Wildcard Certificates with DNS-01

# Wildcard requires DNS-01 challenge (HTTP-01 can't validate *.domain.com)
# Use a DNS provider plugin for automation

# Cloudflare DNS plugin
pip install certbot-dns-cloudflare
# or: sudo snap install certbot-dns-cloudflare

# Create Cloudflare credentials file
cat > /etc/letsencrypt/cloudflare.ini << 'EOF'
dns_cloudflare_email = your@email.com
dns_cloudflare_api_key = your_global_api_key
# Or use API token (more secure):
# dns_cloudflare_api_token = your_api_token
EOF
chmod 600 /etc/letsencrypt/cloudflare.ini

# Issue wildcard certificate
sudo certbot certonly   --dns-cloudflare   --dns-cloudflare-credentials /etc/letsencrypt/cloudflare.ini   -d example.com   -d '*.example.com'

# Other DNS plugins: certbot-dns-route53, certbot-dns-digitalocean,
#                   certbot-dns-google, certbot-dns-linode

# Manual DNS-01 (when no plugin available)
sudo certbot certonly --manual --preferred-challenges dns   -d '*.example.com'
# Follow prompts: add TXT record _acme-challenge.example.com
# Verify record propagated before pressing Enter:
# dig TXT _acme-challenge.example.com @8.8.8.8

Auto-renewal

# Certbot installs a systemd timer or cron job automatically
# Verify it's active
sudo systemctl status certbot.timer
sudo systemctl list-timers | grep certbot

# Or check cron
sudo cat /etc/cron.d/certbot

# Test renewal (dry run — doesn't actually renew)
sudo certbot renew --dry-run

# Force renewal (even if cert isn't expiring soon)
sudo certbot renew --force-renewal

# Renew specific domain only
sudo certbot renew --cert-name example.com

# Hook: reload nginx after renewal
sudo certbot renew   --deploy-hook "systemctl reload nginx"
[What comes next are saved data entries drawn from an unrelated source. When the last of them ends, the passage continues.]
//! In-memory collaborators.
//!
//! Used by tests and demos to drive the patcher without a network or disk.
//! Chunk downloads are scripted with [`ScriptedChunk`]: payload size, number
//! of progress reports, per-report delay and failures.

use std::collections::{BTreeSet, HashMap};
use std::sync::atomic::{AtomicUsize, Ordering};
use std::time::Duration;

use parking_lot::Mutex;
use tokio_util::sync::CancellationToken;

use super::{BoxFuture, ChunkStore, ManifestStore, ProgressSink, VersionSource};
use crate::chunk::{ChunkEntry, ChunkId};
use crate::descriptor::VersionDescriptor;
use crate::error::{PatchError, PatchResult};
use crate::manifest::LocalManifest;

/// Default payload size of an unscripted chunk.
const DEFAULT_CHUNK_SIZE: u64 = 1024;

/// Serves version payloads from a map keyed by URL.
#[derive(Debug, Default)]
pub struct MemoryVersionSource {
    payloads: Mutex<HashMap<String, PatchResult<Vec<u8>>>>,
    delay: Mutex<Duration>,
    fetches: AtomicUsize,
}

impl MemoryVersionSource {
    /// Create an empty source. Every URL answers with a transport error.
    pub fn new() -> Self {
        Self::default()
    }

    /// Serve `descriptor` as JSON at `url`.
    pub fn with_descriptor(self, url: &str, descriptor: &VersionDescriptor) -> Self {
        self.set_descriptor(url, descriptor);
        self
    }

    /// Serve raw bytes at `url`.
    pub fn with_payload(self, url: &str, payload: impl Into<Vec<u8>>) -> Self {
        self.payloads
            .lock()
            .insert(url.to_string(), Ok(payload.into()));
        self
    }

    /// Fail fetches of `url`.
    pub fn with_error(self, url: &str, error: PatchError) -> Self {
        self.payloads.lock().insert(url.to_string(), Err(error));
        self
    }

    /// Delay every fetch.
    pub fn with_delay(self, delay: Duration) -> Self {
        *self.delay.lock() = delay;
        self
    }

    /// Replace the descriptor served at `url`.
    pub fn set_descriptor(&self, url: &str, descriptor: &VersionDescriptor) {
        let payload = serde_json::to_vec(descriptor).map_err(|e| PatchError::Parse(e.to_string()));
        self.payloads.lock().insert(url.to_string(), payload);
    }

    /// Number of fetches so far.
    pub fn fetch_count(&self) -> usize {
        self.fetches.load(Ordering::SeqCst)
    }
}

impl VersionSource for MemoryVersionSource {
    fn fetch_version(&self, url: &str) -> BoxFuture<'_, PatchResult<Vec<u8>>> {
        let url = url.to_string();
        Box::pin(async move {
            self.fetches.fetch_add(1, Ordering::SeqCst);
            let delay = *self.delay.lock();
            if !delay.is_zero() {
                tokio::time::sleep(delay).await;
            }
            self.payloads
                .lock()
                .get(&url)
                .cloned()
                .unwrap_or_else(|| Err(PatchError::transport(&url, "HTTP 404")))
        })
    }
}

/// Scripted behaviour of one chunk download.
#[derive(Debug, Clone)]
pub struct ScriptedChunk {
    size: u64,
    steps: u32,
    step_delay: Duration,
    report_total: bool,
    failures: u32,
    error: Option<PatchError>,
    ignore_cancel: bool,
}

impl ScriptedChunk {
    /// A chunk of `size` bytes delivered in four reports.
    pub fn new(size: u64) -> Self {
        Self {
            size,
            steps: 4,
            step_delay: Duration::ZERO,
            report_total: true,
            failures: 0,
            error: None,
            ignore_cancel: false,
        }
    }

    /// Number of progress reports (at least 1).
    pub fn with_steps(mut self, steps: u32) -> Self {
        self.steps = steps.max(1);
        self
    }

    /// Delay before each progress report.
    pub fn with_step_delay(mut self, delay: Duration) -> Self {
        self.step_delay = delay;
        self
    }

    /// Do not report a total until the download finishes.
    pub fn without_total(mut self) -> Self {
        self.report_total = false;
        self
    }

    /// Fail every attempt with `error` after the first progress report.
    pub fn failing(mut self, error: PatchError) -> Self {
        self.failures = u32::MAX;
        self.error = Some(error);
        self
    }

    /// Fail the first `times` attempts, then succeed.
    pub fn failing_times(mut self, times: u32, error: PatchError) -> Self {
        self.failures = times;
        self.error = Some(error);
        self
    }

    /// Keep going after cancellation, as a misbehaving backend would.
    pub fn ignoring_cancel(mut self) -> Self {
        self.ignore_cancel = true;
        self
    }
}

/// Chunk store holding chunk ids in memory.
#[derive(Debug, Default)]
pub struct MemoryChunkStore {
    present: Mutex<BTreeSet<ChunkId>>,
    scripts: Mutex<HashMap<ChunkId, ScriptedChunk>>,
    attempts: Mutex<HashMap<ChunkId, u32>>,
    started: Mutex<Vec<ChunkId>>,
    mount_failures: Mutex<HashMap<ChunkId, PatchError>>,
    mounted: Mutex<Vec<ChunkId>>,
    list_error: Mutex<Option<PatchError>>,
    in_flight: AtomicUsize,
    peak_in_flight: AtomicUsize,
}

impl MemoryChunkStore {
    /// Create an empty store.
    pub fn new() -> Self {
        Self::default()
    }

    /// Mark chunks as already present.
    pub fn with_present(self, ids: impl IntoIterator<Item = u32>) -> Self {
        self.present.lock().extend(ids.into_iter().map(ChunkId));
        self
    }

    /// Script the download of a chunk.
    pub fn with_script(self, id: u32, script: ScriptedChunk) -> Self {
        self.scripts.lock().insert(ChunkId(id), script);
        self
    }

    /// Fail mounting a chunk.
    pub fn with_mount_failure(self, id: u32, error: PatchError) -> Self {
        self.mount_failures.lock().insert(ChunkId(id), error);
        self
    }

    /// Let a chunk that was set up to fail mounting mount again.
    pub fn clear_mount_failure(&self, id: ChunkId) {
        self.mount_failures.lock().remove(&id);
    }

    /// Fail listing local chunks.
    pub fn with_list_error(self, error: PatchError) -> Self {
        *self.list_error.lock() = Some(error);
        self
    }

    /// Remove a chunk, as if its file had been deleted.
    pub fn evict(&self, id: ChunkId) {
        self.present.lock().remove(&id);
    }

    /// Chunks currently present.
    pub fn present(&self) -> BTreeSet<ChunkId> {
        self.present.lock().clone()
    }

    /// Chunks whose download was started, in start order. Retries repeat.
    pub fn started_downloads(&self) -> Vec<ChunkId> {
        self.started.lock().clone()
    }

    /// Chunks mounted, in mount order.
    pub fn mounted(&self) -> Vec<ChunkId> {
        self.mounted.lock().clone()
    }

    /// Highest number of simultaneous downloads seen.
    pub fn peak_concurrency(&self) -> usize {
        self.peak_in_flight.load(Ordering::SeqCst)
    }

    fn script(&self, id: ChunkId) -> ScriptedChunk {
        self.scripts
            .lock()
            .get(&id)
            .cloned()
            .unwrap_or_else(|| ScriptedChunk::new(DEFAULT_CHUNK_SIZE))
    }

    async fn run_script(
        &self,
        script: &ScriptedChunk,
        attempt: u32,
        progress: &ProgressSink,
        cancel: &CancellationToken,
    ) -> PatchResult<u64> {
        let total = script.report_total.then_some(script.size);
        progress.report(0, total);

        for step in 1..=script.steps {
            if !script.step_delay.is_zero() {
                if script.ignore_cancel {
                    tokio::time::sleep(script.step_delay).await;
                } else {
                    tokio::select! {
                        biased;
                        _ = cancel.cancelled() => return Err(PatchError::Cancelled),
                        _ = tokio::time::sleep(script.step_delay) => {}
                    }
                }
            } else if cancel.is_cancelled() && !script.ignore_cancel {
                return Err(PatchError::Cancelled);
            }

            if attempt <= script.failures {
                if let Some(error) = &script.error {
                    return Err(error.clone());
                }
            }

            let bytes = script.size * u64::from(step) / u64::from(script.steps);
            progress.report(bytes, total);
            tokio::task::yield_now().await;
        }

        Ok(script.size)
    }
}

impl ChunkStore for MemoryChunkStore {
    fn list_local_chunks(&self) -> BoxFuture<'_, PatchResult<BTreeSet<ChunkId>>> {
        Box::pin(async move {
            if let Some(error) = self.list_error.lock().clone() {
                return Err(error);
            }
            Ok(self.present.lock().clone())
        })
    }

    fn download_chunk(
        &self,
        chunk: ChunkEntry,
        progress: ProgressSink,
        cancel: CancellationToken,
    ) -> BoxFuture<'_, PatchResult<u64>> {
        Box::pin(async move {
            let script = self.script(chunk.id);
            let attempt = {
                let mut attempts = self.attempts.lock();
                let count = attempts.entry(chunk.id).or_insert(0);
                *count += 1;
                *count
            };
            self.started.lock().push(chunk.id);

            let now = self.in_flight.fetch_add(1, Ordering::SeqCst) + 1;
            self.peak_in_flight.fetch_max(now, Ordering::SeqCst);

            let result = self
                .run_script(&script, attempt, &progress, &cancel)
                .await;

            self.in_flight.fetch_sub(1, Ordering::SeqCst);
            if result.is_ok() {
                self.present.lock().insert(chunk.id);
            }
            result
        })
    }

    fn mount_chunk(&self, chunk: ChunkId) -> BoxFuture<'_, PatchResult<()>> {
        Box::pin(async move {
            tokio::task::yield_now().await;
            if let Some(error) = self.mount_failures.lock().get(&chunk).cloned() {
                return Err(error);
            }
            if !self.present.lock().contains(&chunk) {
                return Err(PatchError::mount(chunk, "chunk is not present"));
            }
            self.mounted.lock().push(chunk);
            Ok(())
        })
    }
}

/// Manifest held in memory.
#[derive(Debug, Default)]
pub struct MemoryManifestStore {
    manifest: Mutex<LocalManifest>,
    saves: AtomicUsize,
    save_error: Mutex<Option<PatchError>>,
    load_error: Mutex<Option<PatchError>>,
}

impl MemoryManifestStore {
    /// Create a store with an empty manifest.
    pub fn new() -> Self {
        Self::default()
    }

    /// Start from an existing manifest.
    pub fn with_manifest(self, manifest: LocalManifest) -> Self {
        *self.manifest.lock() = manifest;
        self
    }

    /// Record `(id, version)` pairs as installed.
    pub fn with_installed(self, installed: &[(u32, &str)]) -> Self {
        {
            let mut manifest = self.manifest.lock();
            for (id, version) in installed {
                manifest.record_download(&ChunkEntry::new(*id, *version), 0);
            }
        }
        self
    }

    /// Fail every save.
    pub fn with_save_error(self, error: PatchError) -> Self {
        *self.save_error.lock() = Some(error);
        self
    }

    /// Fail every load.
    pub fn with_load_error(self, error: PatchError) -> Self {
        *self.load_error.lock() = Some(error);
        self
    }

    /// Current manifest.
    pub fn manifest(&self) -> LocalManifest {
        self.manifest.lock().clone()
    }

    /// Number of successful saves.
    pub fn save_count(&self) -> usize {
        self.saves.load(Ordering::SeqCst)
    }
}

impl ManifestStore for MemoryManifestStore {
    fn load(&self) -> BoxFuture<'_, PatchResult<LocalManifest>> {
        Box::pin(async move {
            if let Some(error) = self.load_error.lock().clone() {
                return Err(error);
            }
            Ok(self.manifest.lock().clone())
        })
    }

    fn save(&self, manifest: LocalManifest) -> BoxFuture<'_, PatchResult<()>> {
        Box::pin(async move {
            if let Some(error) = self.save_error.lock().clone() {
                return Err(error);
            }
            *self.manifest.lock() = manifest;
            self.saves.fetch_add(1, Ordering::SeqCst);
            Ok(())
        })
    }
}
# Or add to /etc/letsencrypt/renewal/example.com.conf:
# [renewalparams]
# post_hook = systemctl reload nginx

# List all certificates and expiry dates
sudo certbot certificates

Docker & Cloud Alternatives

# Traefik (auto-TLS for Docker/Kubernetes)
# docker-compose.yml
# traefik:
#   image: traefik:v3
#   command:
#     - --providers.docker=true
#     - --entrypoints.web.address=:80
#     - --entrypoints.websecure.address=:443
#     - --certificatesresolvers.le.acme.tlschallenge=true
#     - --certificatesresolvers.le.acme.email=admin@example.com
#     - --certificatesresolvers.le.acme.storage=/letsencrypt/acme.json
#   volumes:
#     - /var/run/docker.sock:/var/run/docker.sock
#     - ./letsencrypt:/letsencrypt
#   ports: ["80:80", "443:443"]

# Caddy (auto-TLS built-in — simplest option)
# Caddyfile:
# example.com {
#     reverse_proxy localhost:3000
# }
# Caddy handles cert issuance and renewal automatically

# Kubernetes cert-manager
# kubectl apply -f https://github.com/cert-manager/cert-manager/releases/latest/download/cert-manager.yaml
# Then create Issuer + Certificate resources

# Cloud-managed (no Certbot needed)
# - AWS ACM (free, auto-renew, integrates with ALB/CloudFront)
# - GCP Certificate Manager (free, auto-renew)
# - Azure App Service Managed Certificates (free)
  • 90-day certificate lifetime forces automation — manual renewal would be unsustainable.

  • Always use --staging for testing to avoid rate limits (5 failures/hour, 50 certs/domain/week).

  • Monitor certificate expiry: set up alerts at 30 days (UptimeRobot, Datadog, StatusCake — many check TLS expiry for free).

  • Backup /etc/letsencrypt/ — contains all certificates and keys. Losing private keys requires re-issuance.

  • Prefer ECDSA keys: certbot --key-type ecdsa uses smaller, faster ECDSA instead of RSA 2048.